A country with roughly 530,000 people, fewer than the population of Fresno, California, is about to play the defending World Cup champions. Cape Verde, an archipelago off the west coast of Africa, has become the smallest nation by population to ever reach the knockout stage of a FIFA World Cup. Their reward: a date with Argentina at Hard Rock Stadium in Miami Gardens on July 3-4, 2026.

The sporting achievement alone would be enough to make headlines. But in 2026, every major event comes with a crypto sidecar, and this one is no exception. Polymarket has already recorded $4.7 million in payouts tied to Cape Verde’s group-stage advancement, and scam tokens are predictably sprouting like weeds around the story.

How Cape Verde got here

Cape Verde didn’t sneak into the knockout round through a weak group.
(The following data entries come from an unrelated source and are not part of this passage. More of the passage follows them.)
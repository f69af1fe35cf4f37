//! Configuration types for ratio merging.

use serde::{Deserialize, Serialize};
use std::path::PathBuf;
use torchspector_core::Device;

use crate::{MatchWords, MergeError, RatioMergeJob, RootSelector};

/// Complete ratio merge configuration, typically loaded from YAML.
///
/// ```yaml
/// models:
///   - model: a.safetensors
///     alpha: 0.7
///   - model: b.safetensors
///     alpha: 0.3
/// matchwords: [main, aux]
/// roots: [state_dict]
/// device: cpu
/// output_path: merged.safetensors
/// ```
#[derive(Debug, Clone, PartialEq, Serialize, Deserialize)]
pub struct RatioMergeConfig {
    /// Checkpoints to merge, in order.
    pub models: Vec<ModelConfig>,

    /// Substring filters on tensor keys. Empty keeps every key.
    #[serde(default)]
    pub matchwords: Vec<String>,

    /// Root sections to merge. Empty, or `[ALL]`, merges the whole checkpoint.
    #[serde(default = "default_roots")]
    pub roots: Vec<String>,

    /// Placement hint passed to the loader.
    #[serde(default)]
    pub device: Device,

    /// Where to save the merged checkpoint.
    #[serde(default)]
    pub output_path: Option<PathBuf>,
}

fn default_roots() -> Vec<String> {
    vec!["state_dict".to_string()]
}

/// A single checkpoint in the merge.
#[derive(Debug, Clone, PartialEq, Serialize, Deserialize)]
pub struct ModelConfig {
    /// Checkpoint path.
    pub model: PathBuf,

    /// Weight of this checkpoint. Omit on every model for a uniform `1/N`.
    #[serde(default)]
    pub alpha: Option<f32>,
}

impl RatioMergeConfig {
    /// Load configuration from a YAML file.
    pub fn from_yaml_file(path: impl AsRef<std::path::Path>) -> crate::Result<Self> {
        let content = std::fs::read_to_string(path)?;
        Self::from_yaml(&content)
    }

    /// Parse configuration from a YAML string.
    pub fn from_yaml(yaml: &str) -> crate::Result<Self> {
        Ok(serde_yaml::from_str(yaml)?)
    }

    /// Validate the configuration.
    pub fn validate(&self) -> crate::Result<()> {
        if self.models.is_empty() {
            return Err(MergeError::NotEnoughModels {
                expected: 1,
                actual: 0,
            });
        }

        let weighted = self.models.iter().filter(|m| m.alpha.is_some()).count();
        if weighted != 0 && weighted != self.models.len() {
            return Err(MergeError::InvalidConfig(format!(
                "alpha given for {weighted} of {} models; set it on all or none",
                self.models.len()
            )));
        }

        if let Some(bad) = self.models.iter().filter_map(|m| m.alpha).find(|a| !a.is_finite()) {
            return Err(MergeError::InvalidConfig(format!("alpha {bad} is not finite")));
        }

        RootSelector::parse_list(&self.roots)?;
        Ok(())
    }

    /// Per-model alphas, or `None` when the merge should be uniform.
    pub fn alphas(&self) -> Option<Vec<f32>> {
        self.models.iter().map(|m| m.alpha).collect()
    }

    /// Validate and turn the configuration into a runnable job.
    pub fn to_job(&self) -> crate::Result<RatioMergeJob> {
        self.validate()?;
        RatioMergeJob::new(
            self.models.iter().map(|m| m.model.clone()).collect(),
            self.alphas(),
            MatchWords::new(self.matchwords.iter().cloned()),
            self.device,
            &self.roots,
        )
    }
}

impl Default for RatioMergeConfig {
    fn default() -> Self {
        Self {
            models: Vec::new(),
            matchwords: Vec::new(),
            roots: default_roots(),
            device: Device::Cpu,
            output_path: None,
        }
    }
}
They drew against Spain and Uruguay, two of the most decorated programs in international football history. For a nation making its World Cup debut, those results are borderline absurd.

To put the population figure in perspective: 530,000 people is roughly 1/85th the size of Argentina’s population. Iceland’s run to the 2018 World Cup knockout stage, which captivated the world, came from a country of about 370,000, but Cape Verde’s path through a group containing Spain and Uruguay arguably makes this the more impressive achievement.